# [Task instructions]
In the listing that follows, count every line holding the word "Duration" and give only the count.

# [Entries provided]
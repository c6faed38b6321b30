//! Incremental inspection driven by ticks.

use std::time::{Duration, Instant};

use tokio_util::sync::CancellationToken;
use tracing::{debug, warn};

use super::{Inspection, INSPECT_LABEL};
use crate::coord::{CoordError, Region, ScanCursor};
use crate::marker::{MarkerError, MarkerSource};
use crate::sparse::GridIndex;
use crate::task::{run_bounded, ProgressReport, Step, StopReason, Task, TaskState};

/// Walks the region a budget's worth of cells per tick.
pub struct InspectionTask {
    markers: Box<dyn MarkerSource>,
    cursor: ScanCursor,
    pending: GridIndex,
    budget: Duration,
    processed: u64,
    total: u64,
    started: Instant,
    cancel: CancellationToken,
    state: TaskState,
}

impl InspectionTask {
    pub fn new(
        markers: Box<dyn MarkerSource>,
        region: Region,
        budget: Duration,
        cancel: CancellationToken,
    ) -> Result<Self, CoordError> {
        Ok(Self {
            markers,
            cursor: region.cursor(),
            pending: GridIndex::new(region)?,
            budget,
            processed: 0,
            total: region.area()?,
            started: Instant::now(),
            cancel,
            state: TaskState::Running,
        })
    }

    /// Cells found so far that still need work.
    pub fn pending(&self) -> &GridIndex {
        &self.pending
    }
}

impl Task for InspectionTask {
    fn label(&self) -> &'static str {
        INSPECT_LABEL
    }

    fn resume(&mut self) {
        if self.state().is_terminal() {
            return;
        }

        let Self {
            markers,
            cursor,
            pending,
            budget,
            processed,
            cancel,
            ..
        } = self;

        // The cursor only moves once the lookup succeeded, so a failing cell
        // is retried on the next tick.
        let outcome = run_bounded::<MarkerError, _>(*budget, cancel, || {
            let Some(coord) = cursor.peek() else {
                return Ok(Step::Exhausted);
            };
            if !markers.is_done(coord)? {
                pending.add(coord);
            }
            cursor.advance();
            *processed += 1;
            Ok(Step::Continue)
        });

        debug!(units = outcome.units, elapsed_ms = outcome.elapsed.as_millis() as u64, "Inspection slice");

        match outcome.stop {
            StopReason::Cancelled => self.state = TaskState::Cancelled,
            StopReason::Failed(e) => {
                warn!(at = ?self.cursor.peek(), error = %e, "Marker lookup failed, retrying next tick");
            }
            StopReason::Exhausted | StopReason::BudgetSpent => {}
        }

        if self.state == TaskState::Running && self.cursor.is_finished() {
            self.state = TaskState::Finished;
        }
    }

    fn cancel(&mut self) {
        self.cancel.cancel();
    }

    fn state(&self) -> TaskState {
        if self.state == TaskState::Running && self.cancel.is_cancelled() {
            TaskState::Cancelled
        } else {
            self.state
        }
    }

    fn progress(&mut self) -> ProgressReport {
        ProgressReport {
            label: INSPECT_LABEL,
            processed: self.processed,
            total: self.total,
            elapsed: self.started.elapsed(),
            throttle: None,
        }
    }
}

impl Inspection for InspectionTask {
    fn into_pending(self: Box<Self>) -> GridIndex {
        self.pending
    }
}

# [Answer section]
3